Step 2: Use Ohm's Law to calculate the current in each case. The current in the corrosion-free circuit is I₀ = ε / (Rᵢ + Rₛ), where ε is the emf of the battery (12.5 V). For the circuit with corrosion, the current is I = ε / (Rᵢ + Rₛ + R_C).
Step 3: Recall that the power delivered to the starter motor is given by P = I²Rₛ. For the corrosion-free circuit, the power is P₀ = I₀²Rₛ. For the circuit with corrosion, the power is P = I²Rₛ.

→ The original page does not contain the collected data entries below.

//! Live camera loop.
//!
//! STOPPED → RUNNING on `run`; the stop token is checked at the top of every
//! iteration, so a detection call in flight always completes. The camera is
//! held by a `CaptureGuard` for the whole run and released exactly once.

use std::sync::atomic::{AtomicBool, Ordering};
use std::sync::Arc;

use crate::capture::{CaptureDevice, CaptureGuard};
use crate::pipeline::{Pipeline, ProcessOutcome};
use crate::sink::Status;

/// Fixed live-mode sensitivity.
pub const LIVE_CONFIDENCE: f32 = 0.5;

const LIVE_CAPTION: &str = "Live";
const SCANNING: &str = "Scanning...";

#[derive(Clone, Copy, Debug, PartialEq, Eq)]
pub enum LiveState {
    Stopped,
    Running,
}

#[derive(Clone, Debug, PartialEq, Eq)]
pub enum StopReason {
    StopRequested,
    FrameLimit,
    CaptureFailed(String),
    DetectionFailed(String),
}

#[derive(Clone, Debug, PartialEq, Eq)]
pub struct LiveReport {
    pub frames_processed: u64,
    pub items_classified: u64,
    pub items_logged: u64,
    /// States entered during the run, in order. Empty when the camera never opened.
    pub transitions: Vec<LiveState>,
    pub stop_reason: StopReason,
}

#[derive(Clone, Debug)]
pub struct LiveSettings {
    pub confidence_threshold: f32,
    /// Stop after this many frames; `None` runs until stopped.
    pub max_frames: Option<u64>,
}

impl Default for LiveSettings {
    fn default() -> Self {
        Self {
            confidence_threshold: LIVE_CONFIDENCE,
            max_frames: None,
        }
    }
}

/// Cooperative stop flag shared between the loop and whoever stops it.
#[derive(Clone, Debug, Default)]
pub struct StopToken(Arc<AtomicBool>);

impl StopToken {
    pub fn new() -> Self {
        Self::default()
    }

    pub fn request_stop(&self) {
        self.0.store(true, Ordering::SeqCst);
    }

    pub fn is_stop_requested(&self) -> bool {
        self.0.load(Ordering::SeqCst)
    }
}

pub struct LiveLoop<'a> {
    pipeline: Pipeline<'a>,
    settings: LiveSettings,
    state: LiveState,
}

impl<'a> LiveLoop<'a> {
    pub fn new(pipeline: Pipeline<'a>, settings: LiveSettings) -> Self {
        Self {
            pipeline,
            settings,
            state: LiveState::Stopped,
        }
    }

    pub fn state(&self) -> LiveState {
        self.state
    }

    /// Run until stopped, the frame limit is hit, or the camera/detector fails.
    pub fn run<D: CaptureDevice + ?Sized>(
        &mut self,
        device: &mut D,
        stop: &StopToken,
    ) -> LiveReport {
        let mut report = LiveReport {
            frames_processed: 0,
            items_classified: 0,
            items_logged: 0,
            transitions: Vec::new(),
            stop_reason: StopReason::StopRequested,
        };

        let mut guard = match CaptureGuard::acquire(device) {
            Ok(guard) => guard,
            Err(e) => {
                let message = format!("Camera error: {:#}", e);
                self.pipeline.report(Status::Error(message.clone()));
                report.stop_reason = StopReason::CaptureFailed(message);
                return report;
            }
        };

        self.enter(LiveState::Running, &mut report);
        log::info!(
            "live loop running (threshold={:.2}, max_frames={:?})",
            self.settings.confidence_threshold,
            self.settings.max_frames
        );

        report.stop_reason = loop {
            if stop.is_stop_requested() {
                break StopReason::StopRequested;
            }
            if let Some(limit) = self.settings.max_frames {
                if report.frames_processed >= limit {
                    break StopReason::FrameLimit;
                }
            }

            let frame = match guard.read_frame() {
                Ok(frame) => frame,
                Err(e) => {
                    let message = format!("Camera error: {:#}", e);
                    self.pipeline.report(Status::Error(message.clone()));
                    break StopReason::CaptureFailed(message);
                }
            };
            report.frames_processed += 1;

            match self.pipeline.classify_frame(
                &frame,
                self.settings.confidence_threshold,
                LIVE_CAPTION,
            ) {
                Ok(ProcessOutcome::Classified { verdict, log_id }) => {
                    report.items_classified += 1;
                    if log_id.is_some() {
                        report.items_logged += 1;
                    }
                    self.pipeline.report(verdict.live_status());
                }
                Ok(ProcessOutcome::NoDetection) => {
                    self.pipeline.report(Status::Info(SCANNING.to_string()));
                }
                Err(e) => {
                    let message = format!("Detection error: {:#}", e);
                    self.pipeline.report(Status::Error(message.clone()));
                    break StopReason::DetectionFailed(message);
                }
            }
        };

        let captured = guard.stats().frames_captured;
        drop(guard);
        self.enter(LiveState::Stopped, &mut report);
        log::info!(
            "live loop stopped after {} frames, {} captured ({:?})",
            report.frames_processed,
            captured,
            report.stop_reason
        );
        report
    }

    fn enter(&mut self, state: LiveState, report: &mut LiveReport) {
        self.state = state;
        report.transitions.push(state);
    }
}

Step 4: Substitute the expressions for I₀ and I into the power formulas. For P₀, substitute I₀ = ε / (Rᵢ + Rₛ) into P₀ = I₀²Rₛ. For P, substitute I = ε / (Rᵢ + Rₛ + R_C) into P = I²Rₛ.
Step 5: Calculate the ratio P/P₀. This is given by (I²Rₛ) / (I₀²Rₛ). Simplify the ratio using the expressions for I and I₀, which results in P/P₀ = [(Rᵢ + Rₛ) / (Rᵢ + Rₛ + R_C)]². This is the final expression for the ratio of the power delivered to the starter motor with and without corrosion.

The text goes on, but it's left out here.